- [EXERCISE DESCRIPTION] For each line below that contains the word "tests", make a copy.

- [STORED DATA]
-----
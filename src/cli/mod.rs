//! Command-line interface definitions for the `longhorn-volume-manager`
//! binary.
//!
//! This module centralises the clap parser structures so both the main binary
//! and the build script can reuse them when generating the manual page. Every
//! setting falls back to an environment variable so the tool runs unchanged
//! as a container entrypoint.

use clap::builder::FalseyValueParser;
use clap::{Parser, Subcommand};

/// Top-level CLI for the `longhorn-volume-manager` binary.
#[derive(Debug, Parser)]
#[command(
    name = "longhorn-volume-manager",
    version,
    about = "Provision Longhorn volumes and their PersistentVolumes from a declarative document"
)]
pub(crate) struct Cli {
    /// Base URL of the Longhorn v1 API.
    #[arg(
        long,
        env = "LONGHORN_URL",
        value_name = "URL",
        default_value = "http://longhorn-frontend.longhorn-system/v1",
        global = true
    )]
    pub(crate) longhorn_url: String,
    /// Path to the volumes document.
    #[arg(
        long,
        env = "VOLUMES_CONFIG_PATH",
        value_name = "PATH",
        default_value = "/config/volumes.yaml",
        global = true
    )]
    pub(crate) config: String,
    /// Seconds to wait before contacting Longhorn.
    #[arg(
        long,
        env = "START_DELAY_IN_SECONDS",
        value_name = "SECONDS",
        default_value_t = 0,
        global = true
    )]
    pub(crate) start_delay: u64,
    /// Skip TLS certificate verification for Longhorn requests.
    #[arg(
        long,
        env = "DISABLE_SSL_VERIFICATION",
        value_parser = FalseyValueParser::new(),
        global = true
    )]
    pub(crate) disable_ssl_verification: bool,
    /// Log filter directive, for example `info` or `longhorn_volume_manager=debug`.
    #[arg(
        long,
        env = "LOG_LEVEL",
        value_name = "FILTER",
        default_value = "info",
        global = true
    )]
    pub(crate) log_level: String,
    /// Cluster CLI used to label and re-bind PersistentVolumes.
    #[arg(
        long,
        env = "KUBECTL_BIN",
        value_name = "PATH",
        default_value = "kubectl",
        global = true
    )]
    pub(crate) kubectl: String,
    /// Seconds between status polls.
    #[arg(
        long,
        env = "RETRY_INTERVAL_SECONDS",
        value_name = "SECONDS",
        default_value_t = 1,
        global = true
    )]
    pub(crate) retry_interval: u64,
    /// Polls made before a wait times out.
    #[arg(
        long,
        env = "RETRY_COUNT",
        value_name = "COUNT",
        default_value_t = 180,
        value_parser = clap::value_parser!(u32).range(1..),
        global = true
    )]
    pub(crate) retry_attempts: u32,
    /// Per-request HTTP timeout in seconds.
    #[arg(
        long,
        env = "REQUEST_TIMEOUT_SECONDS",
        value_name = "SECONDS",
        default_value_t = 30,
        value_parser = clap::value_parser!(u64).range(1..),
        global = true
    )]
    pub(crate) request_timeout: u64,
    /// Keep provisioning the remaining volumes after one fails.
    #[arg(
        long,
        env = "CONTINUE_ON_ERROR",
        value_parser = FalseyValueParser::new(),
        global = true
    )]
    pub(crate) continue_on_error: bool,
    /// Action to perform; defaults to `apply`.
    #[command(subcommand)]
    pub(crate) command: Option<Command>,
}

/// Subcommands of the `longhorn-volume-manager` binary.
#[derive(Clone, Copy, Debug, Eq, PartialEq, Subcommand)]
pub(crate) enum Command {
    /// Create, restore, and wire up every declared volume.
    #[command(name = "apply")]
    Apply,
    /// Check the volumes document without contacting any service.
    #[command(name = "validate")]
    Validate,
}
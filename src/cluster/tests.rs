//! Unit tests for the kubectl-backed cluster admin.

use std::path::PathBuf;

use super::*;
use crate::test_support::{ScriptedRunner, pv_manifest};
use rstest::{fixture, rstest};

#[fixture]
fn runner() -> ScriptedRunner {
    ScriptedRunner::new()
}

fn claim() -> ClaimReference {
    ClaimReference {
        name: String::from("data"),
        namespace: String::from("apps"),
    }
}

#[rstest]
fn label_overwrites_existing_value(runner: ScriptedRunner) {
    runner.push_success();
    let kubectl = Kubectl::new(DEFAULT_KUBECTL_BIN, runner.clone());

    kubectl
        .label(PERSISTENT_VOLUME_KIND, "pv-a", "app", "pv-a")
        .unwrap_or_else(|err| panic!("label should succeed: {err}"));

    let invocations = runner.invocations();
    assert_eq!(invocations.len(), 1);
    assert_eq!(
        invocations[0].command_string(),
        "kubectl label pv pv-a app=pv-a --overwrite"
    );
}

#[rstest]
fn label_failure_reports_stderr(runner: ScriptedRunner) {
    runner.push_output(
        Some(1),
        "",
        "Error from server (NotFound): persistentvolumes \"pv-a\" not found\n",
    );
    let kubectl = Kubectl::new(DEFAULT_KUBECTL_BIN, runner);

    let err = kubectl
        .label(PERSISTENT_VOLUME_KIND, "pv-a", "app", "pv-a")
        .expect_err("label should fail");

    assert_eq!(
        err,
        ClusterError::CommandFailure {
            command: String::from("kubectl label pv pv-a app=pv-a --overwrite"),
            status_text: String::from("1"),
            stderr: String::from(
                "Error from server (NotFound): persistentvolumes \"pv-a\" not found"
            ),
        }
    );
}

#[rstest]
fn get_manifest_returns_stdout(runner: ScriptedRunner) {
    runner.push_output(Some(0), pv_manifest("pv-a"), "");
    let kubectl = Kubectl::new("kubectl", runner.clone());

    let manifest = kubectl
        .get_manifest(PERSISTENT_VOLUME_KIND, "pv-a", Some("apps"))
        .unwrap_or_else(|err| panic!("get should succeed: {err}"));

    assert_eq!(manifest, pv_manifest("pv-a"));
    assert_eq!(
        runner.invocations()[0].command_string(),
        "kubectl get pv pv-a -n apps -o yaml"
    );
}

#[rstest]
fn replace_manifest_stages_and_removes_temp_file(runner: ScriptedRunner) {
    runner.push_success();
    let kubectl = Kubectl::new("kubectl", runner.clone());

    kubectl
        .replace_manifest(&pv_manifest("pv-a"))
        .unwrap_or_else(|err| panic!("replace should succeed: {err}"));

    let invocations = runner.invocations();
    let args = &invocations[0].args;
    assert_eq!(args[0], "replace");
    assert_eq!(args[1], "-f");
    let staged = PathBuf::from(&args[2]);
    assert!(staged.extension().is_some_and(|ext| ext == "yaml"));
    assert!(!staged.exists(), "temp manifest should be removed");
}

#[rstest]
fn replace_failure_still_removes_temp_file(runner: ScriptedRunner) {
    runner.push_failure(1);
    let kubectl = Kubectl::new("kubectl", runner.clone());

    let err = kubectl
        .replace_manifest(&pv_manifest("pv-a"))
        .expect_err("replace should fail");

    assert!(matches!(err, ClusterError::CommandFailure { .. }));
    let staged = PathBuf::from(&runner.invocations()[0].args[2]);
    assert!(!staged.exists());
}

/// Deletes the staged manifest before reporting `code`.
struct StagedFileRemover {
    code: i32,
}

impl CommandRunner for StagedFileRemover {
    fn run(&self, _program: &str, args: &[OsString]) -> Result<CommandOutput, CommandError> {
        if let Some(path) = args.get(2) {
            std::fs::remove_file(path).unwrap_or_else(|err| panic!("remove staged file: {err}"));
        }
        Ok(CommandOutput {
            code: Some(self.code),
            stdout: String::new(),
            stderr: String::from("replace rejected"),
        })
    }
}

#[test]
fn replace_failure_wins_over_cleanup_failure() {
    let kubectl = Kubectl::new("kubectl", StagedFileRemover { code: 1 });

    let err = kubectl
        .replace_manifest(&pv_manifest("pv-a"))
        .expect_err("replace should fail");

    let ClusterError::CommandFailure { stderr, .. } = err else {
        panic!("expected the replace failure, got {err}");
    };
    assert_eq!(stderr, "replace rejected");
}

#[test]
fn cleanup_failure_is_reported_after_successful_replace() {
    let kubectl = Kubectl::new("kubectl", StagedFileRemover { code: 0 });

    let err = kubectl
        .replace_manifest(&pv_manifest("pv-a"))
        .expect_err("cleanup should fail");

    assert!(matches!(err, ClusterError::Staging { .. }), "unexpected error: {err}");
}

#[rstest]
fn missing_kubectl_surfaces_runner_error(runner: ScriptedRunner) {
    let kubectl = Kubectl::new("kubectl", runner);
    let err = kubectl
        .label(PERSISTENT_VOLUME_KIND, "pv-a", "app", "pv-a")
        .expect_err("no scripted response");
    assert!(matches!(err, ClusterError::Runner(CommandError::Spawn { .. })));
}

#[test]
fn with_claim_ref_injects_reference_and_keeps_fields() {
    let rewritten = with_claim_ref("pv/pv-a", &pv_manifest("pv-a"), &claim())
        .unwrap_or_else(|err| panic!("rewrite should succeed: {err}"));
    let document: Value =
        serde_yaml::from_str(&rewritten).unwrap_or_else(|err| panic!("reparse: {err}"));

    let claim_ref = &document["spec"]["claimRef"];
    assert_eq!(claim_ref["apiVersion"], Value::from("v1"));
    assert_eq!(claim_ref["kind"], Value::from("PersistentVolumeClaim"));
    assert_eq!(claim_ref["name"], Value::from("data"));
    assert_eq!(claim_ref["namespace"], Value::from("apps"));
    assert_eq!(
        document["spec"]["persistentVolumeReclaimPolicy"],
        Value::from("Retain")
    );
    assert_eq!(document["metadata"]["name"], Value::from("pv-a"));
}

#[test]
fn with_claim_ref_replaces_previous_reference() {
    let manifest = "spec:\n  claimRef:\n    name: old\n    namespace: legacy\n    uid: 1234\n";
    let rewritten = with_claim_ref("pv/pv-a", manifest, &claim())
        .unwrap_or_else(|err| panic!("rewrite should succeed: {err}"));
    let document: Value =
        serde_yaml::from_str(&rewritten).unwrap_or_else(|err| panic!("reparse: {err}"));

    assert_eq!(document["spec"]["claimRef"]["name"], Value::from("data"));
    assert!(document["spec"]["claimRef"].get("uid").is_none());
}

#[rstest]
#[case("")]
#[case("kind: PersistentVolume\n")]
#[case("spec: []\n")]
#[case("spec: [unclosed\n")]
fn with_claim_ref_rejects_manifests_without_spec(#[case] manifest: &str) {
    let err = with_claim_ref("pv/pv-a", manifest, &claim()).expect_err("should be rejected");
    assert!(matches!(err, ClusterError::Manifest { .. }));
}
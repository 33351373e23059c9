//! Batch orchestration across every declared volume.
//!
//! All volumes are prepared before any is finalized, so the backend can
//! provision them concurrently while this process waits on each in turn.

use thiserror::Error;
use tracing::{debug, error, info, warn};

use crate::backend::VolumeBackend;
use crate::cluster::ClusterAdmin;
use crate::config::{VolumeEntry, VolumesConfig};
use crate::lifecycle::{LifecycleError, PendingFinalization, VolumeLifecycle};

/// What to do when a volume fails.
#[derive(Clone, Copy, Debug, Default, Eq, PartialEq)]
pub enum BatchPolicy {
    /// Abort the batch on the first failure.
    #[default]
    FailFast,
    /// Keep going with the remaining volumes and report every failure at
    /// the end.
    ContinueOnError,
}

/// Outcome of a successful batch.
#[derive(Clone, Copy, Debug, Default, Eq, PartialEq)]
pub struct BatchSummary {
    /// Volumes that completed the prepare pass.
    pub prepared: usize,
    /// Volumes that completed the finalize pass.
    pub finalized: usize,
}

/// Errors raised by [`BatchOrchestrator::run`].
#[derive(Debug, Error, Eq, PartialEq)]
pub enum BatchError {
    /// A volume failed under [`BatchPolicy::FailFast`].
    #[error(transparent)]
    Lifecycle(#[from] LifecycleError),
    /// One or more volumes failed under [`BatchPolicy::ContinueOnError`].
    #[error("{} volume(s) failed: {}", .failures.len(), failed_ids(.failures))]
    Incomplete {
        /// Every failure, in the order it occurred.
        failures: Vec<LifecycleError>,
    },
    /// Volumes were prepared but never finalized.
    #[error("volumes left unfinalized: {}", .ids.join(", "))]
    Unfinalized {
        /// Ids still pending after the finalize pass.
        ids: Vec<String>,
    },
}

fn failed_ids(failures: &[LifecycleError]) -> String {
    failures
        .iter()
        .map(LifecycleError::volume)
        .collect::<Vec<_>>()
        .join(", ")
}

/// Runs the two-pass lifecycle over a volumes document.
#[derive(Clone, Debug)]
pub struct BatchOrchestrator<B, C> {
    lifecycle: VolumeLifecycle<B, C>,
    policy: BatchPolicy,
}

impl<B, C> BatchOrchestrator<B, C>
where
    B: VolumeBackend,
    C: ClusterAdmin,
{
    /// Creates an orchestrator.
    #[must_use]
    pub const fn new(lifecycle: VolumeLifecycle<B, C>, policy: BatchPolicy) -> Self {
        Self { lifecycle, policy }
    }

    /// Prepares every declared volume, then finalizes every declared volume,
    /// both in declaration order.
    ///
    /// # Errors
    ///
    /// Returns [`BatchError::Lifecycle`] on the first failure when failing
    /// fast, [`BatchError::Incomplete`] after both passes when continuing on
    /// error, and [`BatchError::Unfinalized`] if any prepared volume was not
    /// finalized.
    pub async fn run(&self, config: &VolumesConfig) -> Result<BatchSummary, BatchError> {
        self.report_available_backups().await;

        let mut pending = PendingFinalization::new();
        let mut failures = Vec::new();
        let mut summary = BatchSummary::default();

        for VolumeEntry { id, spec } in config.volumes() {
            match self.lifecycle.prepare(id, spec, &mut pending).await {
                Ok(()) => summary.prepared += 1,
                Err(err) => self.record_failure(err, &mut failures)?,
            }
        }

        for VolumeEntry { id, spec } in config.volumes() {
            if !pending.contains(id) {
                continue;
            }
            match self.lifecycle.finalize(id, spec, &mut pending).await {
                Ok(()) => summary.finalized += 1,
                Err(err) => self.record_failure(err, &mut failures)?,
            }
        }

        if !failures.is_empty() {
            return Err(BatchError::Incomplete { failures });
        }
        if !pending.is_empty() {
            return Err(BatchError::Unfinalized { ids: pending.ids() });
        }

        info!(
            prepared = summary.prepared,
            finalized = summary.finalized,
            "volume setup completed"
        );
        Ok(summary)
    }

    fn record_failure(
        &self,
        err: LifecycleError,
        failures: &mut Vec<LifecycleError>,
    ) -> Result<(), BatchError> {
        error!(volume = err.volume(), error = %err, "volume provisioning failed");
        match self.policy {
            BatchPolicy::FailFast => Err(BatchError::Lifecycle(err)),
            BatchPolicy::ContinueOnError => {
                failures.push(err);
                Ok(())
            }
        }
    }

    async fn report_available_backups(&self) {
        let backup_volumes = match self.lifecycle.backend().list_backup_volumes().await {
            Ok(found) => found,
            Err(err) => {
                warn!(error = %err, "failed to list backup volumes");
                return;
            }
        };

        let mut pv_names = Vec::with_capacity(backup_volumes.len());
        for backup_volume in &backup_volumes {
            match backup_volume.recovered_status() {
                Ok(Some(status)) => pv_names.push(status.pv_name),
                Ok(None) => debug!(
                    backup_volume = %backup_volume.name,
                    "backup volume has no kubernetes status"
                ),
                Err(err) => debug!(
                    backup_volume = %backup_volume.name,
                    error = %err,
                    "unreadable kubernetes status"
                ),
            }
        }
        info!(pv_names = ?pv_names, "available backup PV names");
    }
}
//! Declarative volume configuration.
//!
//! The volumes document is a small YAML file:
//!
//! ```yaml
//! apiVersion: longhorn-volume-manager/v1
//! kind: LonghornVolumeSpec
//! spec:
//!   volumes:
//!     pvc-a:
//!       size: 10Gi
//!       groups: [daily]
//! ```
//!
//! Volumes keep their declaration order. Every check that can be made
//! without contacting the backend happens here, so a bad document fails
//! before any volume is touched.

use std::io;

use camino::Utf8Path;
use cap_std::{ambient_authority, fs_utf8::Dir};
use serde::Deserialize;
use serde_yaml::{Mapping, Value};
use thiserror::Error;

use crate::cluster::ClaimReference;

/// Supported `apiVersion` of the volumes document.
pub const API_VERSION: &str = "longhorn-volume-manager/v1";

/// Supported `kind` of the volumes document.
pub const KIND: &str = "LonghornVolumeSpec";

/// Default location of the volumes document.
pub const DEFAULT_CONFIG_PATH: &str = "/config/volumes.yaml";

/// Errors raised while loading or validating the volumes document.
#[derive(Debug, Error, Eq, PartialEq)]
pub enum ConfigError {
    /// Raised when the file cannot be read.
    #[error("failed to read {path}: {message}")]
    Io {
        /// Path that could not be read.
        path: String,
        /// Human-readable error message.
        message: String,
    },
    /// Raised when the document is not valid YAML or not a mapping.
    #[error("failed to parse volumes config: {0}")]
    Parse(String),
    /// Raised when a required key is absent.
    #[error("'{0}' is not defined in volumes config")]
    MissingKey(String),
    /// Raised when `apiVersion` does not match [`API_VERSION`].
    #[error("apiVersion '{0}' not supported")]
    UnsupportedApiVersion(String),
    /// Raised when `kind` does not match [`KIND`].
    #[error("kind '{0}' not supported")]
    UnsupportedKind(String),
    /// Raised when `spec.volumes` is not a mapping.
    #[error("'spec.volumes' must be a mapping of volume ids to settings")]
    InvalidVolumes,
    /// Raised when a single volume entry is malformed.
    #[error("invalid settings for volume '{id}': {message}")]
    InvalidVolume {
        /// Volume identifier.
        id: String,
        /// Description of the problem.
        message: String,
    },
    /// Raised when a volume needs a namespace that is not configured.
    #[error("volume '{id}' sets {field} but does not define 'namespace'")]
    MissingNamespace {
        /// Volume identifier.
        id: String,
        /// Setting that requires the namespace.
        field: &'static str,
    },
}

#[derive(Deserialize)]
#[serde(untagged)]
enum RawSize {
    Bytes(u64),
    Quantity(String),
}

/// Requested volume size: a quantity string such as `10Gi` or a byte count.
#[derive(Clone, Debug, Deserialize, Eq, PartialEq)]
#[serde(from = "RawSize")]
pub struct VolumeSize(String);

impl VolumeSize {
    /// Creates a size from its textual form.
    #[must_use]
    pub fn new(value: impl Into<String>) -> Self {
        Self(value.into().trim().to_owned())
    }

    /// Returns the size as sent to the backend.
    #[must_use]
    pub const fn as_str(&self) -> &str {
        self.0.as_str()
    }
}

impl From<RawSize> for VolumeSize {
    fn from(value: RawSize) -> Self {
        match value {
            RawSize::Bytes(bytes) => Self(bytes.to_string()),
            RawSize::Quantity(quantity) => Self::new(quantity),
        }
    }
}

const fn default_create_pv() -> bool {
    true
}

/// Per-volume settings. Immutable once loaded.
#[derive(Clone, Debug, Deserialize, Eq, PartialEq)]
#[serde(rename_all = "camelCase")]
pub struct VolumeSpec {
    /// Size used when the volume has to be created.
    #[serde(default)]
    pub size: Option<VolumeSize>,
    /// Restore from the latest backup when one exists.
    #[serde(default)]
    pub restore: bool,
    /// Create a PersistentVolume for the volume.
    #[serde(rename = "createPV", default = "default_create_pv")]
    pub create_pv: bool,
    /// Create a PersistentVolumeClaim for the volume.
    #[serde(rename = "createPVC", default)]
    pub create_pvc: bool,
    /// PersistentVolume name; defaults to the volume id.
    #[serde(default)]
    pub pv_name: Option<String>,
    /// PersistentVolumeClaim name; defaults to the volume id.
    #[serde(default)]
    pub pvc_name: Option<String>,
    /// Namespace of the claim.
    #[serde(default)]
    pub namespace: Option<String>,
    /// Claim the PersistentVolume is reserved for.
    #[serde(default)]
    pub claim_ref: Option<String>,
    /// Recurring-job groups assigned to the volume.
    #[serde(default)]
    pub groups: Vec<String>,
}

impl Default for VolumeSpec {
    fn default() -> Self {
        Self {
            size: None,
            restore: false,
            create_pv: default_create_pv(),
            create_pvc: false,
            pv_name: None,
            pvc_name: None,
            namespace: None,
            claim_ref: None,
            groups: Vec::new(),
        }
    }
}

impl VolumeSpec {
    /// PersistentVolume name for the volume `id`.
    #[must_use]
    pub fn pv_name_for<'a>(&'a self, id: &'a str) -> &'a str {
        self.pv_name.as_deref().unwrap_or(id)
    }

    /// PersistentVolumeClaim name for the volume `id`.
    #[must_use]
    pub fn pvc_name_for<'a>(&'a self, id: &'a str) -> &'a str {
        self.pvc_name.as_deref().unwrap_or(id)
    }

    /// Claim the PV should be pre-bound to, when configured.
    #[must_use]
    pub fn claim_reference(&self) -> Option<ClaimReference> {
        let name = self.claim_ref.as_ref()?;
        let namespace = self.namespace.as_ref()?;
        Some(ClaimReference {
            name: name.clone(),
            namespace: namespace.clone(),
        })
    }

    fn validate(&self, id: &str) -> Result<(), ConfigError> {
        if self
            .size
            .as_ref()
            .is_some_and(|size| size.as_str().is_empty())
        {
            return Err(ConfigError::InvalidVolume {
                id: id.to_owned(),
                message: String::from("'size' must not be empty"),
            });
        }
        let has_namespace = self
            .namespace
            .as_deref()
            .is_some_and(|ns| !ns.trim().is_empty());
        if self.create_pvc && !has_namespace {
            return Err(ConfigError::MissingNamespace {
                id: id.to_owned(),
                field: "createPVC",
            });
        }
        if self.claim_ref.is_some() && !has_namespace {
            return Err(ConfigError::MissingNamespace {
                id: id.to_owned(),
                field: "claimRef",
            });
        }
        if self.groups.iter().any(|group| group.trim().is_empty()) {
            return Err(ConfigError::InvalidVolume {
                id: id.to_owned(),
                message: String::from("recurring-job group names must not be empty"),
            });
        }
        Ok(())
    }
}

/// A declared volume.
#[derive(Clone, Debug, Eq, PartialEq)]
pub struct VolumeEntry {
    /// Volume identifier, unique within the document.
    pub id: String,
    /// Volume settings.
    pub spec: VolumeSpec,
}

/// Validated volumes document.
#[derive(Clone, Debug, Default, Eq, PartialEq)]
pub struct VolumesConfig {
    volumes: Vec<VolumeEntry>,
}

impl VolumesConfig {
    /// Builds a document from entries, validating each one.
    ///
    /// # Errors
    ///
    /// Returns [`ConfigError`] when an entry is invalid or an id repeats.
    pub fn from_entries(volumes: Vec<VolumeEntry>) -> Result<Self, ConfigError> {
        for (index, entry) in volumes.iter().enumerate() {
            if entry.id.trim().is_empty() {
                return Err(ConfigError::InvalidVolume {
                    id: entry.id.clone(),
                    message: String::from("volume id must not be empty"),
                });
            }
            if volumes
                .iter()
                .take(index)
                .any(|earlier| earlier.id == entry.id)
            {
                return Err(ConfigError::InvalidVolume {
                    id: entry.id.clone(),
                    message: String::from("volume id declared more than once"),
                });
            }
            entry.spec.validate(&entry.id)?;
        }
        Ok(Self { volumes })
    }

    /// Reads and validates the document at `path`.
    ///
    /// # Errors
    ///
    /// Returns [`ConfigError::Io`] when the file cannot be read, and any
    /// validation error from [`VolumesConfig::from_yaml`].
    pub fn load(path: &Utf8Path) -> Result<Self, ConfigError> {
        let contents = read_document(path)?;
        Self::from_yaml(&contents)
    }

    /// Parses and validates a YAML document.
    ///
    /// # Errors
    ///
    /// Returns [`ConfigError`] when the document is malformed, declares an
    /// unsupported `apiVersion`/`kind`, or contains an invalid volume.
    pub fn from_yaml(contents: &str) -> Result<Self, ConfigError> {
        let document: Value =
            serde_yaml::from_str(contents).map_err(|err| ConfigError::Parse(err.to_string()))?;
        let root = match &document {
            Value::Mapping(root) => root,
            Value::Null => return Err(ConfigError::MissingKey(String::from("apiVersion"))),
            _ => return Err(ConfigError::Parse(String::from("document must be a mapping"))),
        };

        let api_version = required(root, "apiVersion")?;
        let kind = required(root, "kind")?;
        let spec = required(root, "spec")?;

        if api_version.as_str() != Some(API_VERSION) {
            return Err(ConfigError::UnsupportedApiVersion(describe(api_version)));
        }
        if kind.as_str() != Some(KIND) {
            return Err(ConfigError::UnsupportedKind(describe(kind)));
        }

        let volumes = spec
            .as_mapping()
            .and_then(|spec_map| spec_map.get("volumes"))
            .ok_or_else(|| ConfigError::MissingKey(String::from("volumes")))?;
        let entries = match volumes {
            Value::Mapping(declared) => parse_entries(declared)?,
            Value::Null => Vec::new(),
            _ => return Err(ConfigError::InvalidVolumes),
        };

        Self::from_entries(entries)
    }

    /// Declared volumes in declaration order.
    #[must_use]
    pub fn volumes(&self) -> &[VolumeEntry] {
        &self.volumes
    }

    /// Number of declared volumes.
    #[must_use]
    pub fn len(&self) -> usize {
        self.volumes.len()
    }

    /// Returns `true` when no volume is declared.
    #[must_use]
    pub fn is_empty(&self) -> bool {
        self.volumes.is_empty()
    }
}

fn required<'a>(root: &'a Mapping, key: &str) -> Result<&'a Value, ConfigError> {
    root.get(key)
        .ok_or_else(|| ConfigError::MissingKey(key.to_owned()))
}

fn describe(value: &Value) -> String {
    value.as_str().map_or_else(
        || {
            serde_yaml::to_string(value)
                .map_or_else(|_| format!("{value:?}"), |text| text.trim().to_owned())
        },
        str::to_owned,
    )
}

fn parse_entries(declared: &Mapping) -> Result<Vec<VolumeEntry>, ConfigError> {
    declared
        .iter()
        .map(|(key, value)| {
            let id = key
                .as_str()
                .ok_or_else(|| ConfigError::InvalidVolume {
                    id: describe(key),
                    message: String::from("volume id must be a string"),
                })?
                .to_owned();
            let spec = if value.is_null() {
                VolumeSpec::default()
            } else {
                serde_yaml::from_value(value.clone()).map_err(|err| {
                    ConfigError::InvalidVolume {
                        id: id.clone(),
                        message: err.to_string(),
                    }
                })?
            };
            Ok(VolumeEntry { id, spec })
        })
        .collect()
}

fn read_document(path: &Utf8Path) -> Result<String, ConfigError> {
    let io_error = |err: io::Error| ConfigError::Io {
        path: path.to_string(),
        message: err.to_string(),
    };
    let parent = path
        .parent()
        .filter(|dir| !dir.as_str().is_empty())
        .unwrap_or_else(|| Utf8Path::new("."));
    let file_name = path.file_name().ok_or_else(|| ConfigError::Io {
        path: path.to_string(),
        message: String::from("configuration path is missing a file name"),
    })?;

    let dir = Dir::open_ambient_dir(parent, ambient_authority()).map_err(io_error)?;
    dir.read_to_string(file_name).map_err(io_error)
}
-----
- [ANSWER]
filename src/cluster/tests.rs
//! Unit tests for the kubectl-backed cluster admin.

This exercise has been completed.